Work instructions
Look through the listing below, and wherever a line has the string "filename", pull it out.

Entries supplied
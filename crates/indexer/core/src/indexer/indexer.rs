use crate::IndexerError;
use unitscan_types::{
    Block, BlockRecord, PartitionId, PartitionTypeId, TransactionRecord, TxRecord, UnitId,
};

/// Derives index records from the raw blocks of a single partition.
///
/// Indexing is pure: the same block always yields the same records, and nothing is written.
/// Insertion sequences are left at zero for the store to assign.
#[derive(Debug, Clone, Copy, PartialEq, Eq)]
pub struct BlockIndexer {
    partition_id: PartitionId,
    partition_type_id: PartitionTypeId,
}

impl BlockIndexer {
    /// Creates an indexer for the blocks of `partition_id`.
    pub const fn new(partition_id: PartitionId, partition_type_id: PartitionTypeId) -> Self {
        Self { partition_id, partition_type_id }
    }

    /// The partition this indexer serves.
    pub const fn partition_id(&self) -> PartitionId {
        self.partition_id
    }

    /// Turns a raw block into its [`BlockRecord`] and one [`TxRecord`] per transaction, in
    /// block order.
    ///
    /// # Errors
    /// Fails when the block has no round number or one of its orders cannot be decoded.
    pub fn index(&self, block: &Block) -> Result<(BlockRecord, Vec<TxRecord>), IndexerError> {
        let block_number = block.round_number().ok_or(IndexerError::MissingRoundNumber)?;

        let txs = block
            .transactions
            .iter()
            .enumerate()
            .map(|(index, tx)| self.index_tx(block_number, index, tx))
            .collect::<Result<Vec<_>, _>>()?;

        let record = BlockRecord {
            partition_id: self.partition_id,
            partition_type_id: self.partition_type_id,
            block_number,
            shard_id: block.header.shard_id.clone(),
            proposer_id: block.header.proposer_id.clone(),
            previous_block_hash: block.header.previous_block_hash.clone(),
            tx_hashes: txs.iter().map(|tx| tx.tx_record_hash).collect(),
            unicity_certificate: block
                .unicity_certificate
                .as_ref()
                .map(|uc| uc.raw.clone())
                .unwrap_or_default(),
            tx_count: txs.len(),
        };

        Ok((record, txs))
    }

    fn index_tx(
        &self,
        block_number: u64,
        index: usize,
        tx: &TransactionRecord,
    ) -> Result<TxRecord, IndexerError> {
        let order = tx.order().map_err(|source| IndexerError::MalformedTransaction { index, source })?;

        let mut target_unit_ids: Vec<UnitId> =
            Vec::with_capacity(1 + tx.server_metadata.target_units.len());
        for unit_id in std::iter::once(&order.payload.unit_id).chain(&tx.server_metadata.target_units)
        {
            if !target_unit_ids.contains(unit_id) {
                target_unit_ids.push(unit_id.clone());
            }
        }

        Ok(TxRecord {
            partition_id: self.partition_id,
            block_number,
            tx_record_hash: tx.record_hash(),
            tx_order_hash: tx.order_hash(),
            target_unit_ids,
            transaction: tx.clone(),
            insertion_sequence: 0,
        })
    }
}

--

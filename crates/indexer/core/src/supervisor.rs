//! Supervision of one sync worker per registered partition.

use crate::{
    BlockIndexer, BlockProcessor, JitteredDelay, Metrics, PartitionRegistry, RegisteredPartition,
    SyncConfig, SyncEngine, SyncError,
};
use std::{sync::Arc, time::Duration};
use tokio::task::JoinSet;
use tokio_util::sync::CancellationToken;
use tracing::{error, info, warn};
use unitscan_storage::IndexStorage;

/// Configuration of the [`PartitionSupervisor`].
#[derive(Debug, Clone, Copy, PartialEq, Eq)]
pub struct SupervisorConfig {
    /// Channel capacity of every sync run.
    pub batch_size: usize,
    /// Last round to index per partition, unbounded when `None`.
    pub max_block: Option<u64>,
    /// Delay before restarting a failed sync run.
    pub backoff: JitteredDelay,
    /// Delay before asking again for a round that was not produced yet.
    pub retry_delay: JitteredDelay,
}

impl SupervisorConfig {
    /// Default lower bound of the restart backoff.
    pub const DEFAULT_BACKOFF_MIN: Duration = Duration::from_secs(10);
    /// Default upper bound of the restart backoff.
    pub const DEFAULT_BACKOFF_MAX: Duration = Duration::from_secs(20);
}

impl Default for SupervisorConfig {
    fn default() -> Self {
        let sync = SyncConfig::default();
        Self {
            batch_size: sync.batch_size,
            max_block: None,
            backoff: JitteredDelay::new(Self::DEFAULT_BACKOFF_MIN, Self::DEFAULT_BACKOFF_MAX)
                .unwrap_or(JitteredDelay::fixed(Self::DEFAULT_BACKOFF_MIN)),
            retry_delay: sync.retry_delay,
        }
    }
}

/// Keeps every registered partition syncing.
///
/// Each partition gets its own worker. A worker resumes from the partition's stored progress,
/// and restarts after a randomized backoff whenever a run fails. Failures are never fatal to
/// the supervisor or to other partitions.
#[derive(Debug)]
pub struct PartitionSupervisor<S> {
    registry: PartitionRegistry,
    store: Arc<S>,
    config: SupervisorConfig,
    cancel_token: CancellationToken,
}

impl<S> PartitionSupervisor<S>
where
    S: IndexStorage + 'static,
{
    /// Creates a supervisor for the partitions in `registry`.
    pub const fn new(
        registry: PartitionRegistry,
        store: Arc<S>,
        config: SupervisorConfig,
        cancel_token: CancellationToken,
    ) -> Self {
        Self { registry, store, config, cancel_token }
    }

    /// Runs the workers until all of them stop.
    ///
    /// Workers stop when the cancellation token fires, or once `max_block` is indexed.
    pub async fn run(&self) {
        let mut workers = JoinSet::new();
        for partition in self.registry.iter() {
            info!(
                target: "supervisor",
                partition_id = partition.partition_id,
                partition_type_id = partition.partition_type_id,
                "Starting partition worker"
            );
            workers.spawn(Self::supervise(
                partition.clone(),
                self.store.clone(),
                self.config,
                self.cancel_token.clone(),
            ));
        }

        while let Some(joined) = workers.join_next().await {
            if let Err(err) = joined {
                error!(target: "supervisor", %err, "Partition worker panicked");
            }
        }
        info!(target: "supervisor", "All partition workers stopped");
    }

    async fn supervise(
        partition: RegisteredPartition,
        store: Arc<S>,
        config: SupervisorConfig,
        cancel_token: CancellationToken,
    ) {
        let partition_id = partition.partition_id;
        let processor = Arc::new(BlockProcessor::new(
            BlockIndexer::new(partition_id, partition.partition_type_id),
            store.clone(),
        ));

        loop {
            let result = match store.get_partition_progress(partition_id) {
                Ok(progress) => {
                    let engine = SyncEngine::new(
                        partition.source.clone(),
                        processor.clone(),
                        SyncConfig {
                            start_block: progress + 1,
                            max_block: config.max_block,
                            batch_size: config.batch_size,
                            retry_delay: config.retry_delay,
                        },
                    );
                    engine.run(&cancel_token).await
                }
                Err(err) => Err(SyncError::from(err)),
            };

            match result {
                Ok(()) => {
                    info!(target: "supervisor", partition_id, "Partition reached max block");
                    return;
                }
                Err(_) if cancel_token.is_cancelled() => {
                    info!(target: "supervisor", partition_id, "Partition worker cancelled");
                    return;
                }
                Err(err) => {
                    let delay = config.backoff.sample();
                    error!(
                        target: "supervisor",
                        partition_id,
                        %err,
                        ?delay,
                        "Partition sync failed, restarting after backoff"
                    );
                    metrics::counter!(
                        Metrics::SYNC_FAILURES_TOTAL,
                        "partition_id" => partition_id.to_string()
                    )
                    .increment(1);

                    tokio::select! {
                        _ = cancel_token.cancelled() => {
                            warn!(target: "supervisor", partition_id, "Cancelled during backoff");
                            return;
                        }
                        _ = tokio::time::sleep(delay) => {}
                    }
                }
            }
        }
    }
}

Exercise result
filename crates/indexer/core/src/indexer/indexer.rs
filename crates/indexer/core/src/supervisor.rs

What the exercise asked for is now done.